----- THE RECORDS

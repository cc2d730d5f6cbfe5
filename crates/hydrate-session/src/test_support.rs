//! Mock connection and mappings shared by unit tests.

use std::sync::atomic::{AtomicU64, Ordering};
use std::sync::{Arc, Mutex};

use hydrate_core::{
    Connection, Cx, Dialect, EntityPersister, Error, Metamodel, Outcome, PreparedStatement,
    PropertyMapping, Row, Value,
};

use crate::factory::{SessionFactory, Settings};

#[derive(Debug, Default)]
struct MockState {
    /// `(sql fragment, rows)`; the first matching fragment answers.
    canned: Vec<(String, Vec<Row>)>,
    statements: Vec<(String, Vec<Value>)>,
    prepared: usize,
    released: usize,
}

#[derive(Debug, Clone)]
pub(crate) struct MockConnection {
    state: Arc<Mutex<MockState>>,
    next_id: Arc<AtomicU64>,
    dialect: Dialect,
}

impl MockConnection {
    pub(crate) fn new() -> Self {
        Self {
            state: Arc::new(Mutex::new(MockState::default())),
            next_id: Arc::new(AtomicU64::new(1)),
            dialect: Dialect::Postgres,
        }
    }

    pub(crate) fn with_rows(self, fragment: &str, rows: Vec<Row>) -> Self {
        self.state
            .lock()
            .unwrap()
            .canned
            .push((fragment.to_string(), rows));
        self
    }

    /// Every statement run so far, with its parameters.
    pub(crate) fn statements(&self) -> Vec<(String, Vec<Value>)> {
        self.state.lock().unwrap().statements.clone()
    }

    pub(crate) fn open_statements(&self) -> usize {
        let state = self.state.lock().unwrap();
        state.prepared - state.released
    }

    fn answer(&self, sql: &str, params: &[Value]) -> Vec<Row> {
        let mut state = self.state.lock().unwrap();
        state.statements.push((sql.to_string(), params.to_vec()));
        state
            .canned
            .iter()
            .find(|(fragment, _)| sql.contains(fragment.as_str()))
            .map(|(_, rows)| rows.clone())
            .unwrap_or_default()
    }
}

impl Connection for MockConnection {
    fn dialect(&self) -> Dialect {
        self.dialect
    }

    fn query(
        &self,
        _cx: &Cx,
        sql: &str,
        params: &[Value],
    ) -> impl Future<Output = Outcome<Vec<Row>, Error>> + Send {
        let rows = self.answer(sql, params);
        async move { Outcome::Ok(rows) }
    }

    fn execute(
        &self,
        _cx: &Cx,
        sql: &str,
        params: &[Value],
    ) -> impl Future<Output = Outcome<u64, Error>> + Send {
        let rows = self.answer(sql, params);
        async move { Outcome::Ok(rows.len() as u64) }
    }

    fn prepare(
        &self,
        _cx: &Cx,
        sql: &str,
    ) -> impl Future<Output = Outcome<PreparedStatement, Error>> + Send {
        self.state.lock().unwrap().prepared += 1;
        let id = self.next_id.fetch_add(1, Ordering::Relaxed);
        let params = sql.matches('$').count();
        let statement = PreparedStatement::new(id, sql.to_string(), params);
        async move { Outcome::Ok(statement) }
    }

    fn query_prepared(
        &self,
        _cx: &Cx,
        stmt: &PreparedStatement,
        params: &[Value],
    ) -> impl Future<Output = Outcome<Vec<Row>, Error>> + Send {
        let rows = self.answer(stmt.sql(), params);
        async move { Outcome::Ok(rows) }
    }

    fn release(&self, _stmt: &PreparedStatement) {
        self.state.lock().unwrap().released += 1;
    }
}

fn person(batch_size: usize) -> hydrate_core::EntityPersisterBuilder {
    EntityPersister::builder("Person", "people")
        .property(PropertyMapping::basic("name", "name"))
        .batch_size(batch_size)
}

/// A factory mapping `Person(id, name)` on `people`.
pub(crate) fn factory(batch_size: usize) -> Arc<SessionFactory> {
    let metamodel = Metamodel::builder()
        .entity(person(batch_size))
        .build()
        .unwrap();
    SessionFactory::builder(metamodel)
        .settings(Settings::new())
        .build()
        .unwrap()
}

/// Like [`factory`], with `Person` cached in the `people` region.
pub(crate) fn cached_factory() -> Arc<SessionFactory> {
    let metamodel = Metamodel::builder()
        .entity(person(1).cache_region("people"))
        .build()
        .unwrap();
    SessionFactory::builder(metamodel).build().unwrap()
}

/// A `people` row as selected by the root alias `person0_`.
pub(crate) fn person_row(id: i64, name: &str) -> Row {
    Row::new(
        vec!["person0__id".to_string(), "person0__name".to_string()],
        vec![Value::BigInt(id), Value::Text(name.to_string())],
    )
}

----------
----- THE RECORDS

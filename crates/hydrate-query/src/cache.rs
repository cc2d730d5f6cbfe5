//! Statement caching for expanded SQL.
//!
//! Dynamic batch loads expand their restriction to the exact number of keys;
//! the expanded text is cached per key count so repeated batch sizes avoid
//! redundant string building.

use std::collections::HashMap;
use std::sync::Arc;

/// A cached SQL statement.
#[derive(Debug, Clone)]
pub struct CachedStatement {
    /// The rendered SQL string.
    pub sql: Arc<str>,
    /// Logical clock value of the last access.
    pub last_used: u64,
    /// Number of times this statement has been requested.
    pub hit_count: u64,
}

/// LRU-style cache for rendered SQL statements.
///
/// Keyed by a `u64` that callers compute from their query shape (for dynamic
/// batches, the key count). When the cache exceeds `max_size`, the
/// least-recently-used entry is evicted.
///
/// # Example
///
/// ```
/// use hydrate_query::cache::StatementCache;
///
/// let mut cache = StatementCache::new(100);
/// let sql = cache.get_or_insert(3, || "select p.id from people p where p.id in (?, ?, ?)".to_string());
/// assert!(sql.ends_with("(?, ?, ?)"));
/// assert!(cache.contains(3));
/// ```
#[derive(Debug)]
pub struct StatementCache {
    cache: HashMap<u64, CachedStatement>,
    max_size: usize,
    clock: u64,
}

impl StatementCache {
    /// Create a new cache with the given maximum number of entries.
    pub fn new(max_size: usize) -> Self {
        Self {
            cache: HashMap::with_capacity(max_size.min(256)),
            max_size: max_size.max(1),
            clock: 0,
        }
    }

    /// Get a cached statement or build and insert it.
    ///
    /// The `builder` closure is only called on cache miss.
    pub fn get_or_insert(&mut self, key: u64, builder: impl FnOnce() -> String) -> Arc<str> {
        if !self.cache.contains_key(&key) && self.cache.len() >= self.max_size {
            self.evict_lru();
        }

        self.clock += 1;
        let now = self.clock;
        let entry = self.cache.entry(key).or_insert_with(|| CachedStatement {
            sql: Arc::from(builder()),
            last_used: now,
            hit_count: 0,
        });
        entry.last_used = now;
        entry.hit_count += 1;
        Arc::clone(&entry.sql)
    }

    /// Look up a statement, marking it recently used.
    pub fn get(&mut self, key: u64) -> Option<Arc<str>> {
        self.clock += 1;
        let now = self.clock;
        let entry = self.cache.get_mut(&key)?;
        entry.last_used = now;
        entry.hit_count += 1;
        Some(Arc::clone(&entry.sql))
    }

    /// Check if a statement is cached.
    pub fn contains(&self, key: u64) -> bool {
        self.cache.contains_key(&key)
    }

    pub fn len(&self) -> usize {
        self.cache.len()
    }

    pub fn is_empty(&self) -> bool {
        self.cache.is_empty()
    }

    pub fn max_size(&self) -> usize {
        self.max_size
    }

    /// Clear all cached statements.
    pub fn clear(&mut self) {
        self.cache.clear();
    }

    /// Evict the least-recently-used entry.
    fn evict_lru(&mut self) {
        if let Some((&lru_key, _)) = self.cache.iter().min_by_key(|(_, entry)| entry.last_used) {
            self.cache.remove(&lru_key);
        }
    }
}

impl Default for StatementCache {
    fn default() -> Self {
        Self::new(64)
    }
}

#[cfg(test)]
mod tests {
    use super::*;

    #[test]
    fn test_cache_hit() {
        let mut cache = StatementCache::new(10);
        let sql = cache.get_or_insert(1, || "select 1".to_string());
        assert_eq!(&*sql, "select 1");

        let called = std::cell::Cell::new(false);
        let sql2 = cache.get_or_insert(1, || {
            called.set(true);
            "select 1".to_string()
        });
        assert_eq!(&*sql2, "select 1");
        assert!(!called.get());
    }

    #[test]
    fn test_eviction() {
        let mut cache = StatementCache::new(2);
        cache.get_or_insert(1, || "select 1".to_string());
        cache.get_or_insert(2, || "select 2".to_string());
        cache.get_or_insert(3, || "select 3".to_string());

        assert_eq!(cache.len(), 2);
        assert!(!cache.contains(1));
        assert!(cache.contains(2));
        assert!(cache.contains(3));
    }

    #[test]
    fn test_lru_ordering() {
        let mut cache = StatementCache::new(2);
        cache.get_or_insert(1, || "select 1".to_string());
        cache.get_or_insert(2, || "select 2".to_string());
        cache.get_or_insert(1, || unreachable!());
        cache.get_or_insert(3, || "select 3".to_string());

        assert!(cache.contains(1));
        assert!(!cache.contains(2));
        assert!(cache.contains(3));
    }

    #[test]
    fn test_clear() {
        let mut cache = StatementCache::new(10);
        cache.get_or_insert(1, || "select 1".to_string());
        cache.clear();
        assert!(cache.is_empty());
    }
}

----------

TRY IT: The line above containing "pub fn new(max_size: usize)", the line containing "all cached statements.", and every line between them are to be transcribed exactly; no other line is wanted.

OUTPUT FOR THIS TASK:
    pub fn new(max_size: usize) -> Self {
        Self {
            cache: HashMap::with_capacity(max_size.min(256)),
            max_size: max_size.max(1),
            clock: 0,
        }
    }

    /// Get a cached statement or build and insert it.
    ///
    /// The `builder` closure is only called on cache miss.
    pub fn get_or_insert(&mut self, key: u64, builder: impl FnOnce() -> String) -> Arc<str> {
        if !self.cache.contains_key(&key) && self.cache.len() >= self.max_size {
            self.evict_lru();
        }

        self.clock += 1;
        let now = self.clock;
        let entry = self.cache.entry(key).or_insert_with(|| CachedStatement {
            sql: Arc::from(builder()),
            last_used: now,
            hit_count: 0,
        });
        entry.last_used = now;
        entry.hit_count += 1;
        Arc::clone(&entry.sql)
    }

    /// Look up a statement, marking it recently used.
    pub fn get(&mut self, key: u64) -> Option<Arc<str>> {
        self.clock += 1;
        let now = self.clock;
        let entry = self.cache.get_mut(&key)?;
        entry.last_used = now;
        entry.hit_count += 1;
        Some(Arc::clone(&entry.sql))
    }

    /// Check if a statement is cached.
    pub fn contains(&self, key: u64) -> bool {
        self.cache.contains_key(&key)
    }

    pub fn len(&self) -> usize {
        self.cache.len()
    }

    pub fn is_empty(&self) -> bool {
        self.cache.is_empty()
    }

    pub fn max_size(&self) -> usize {
        self.max_size
    }

    /// Clear all cached statements.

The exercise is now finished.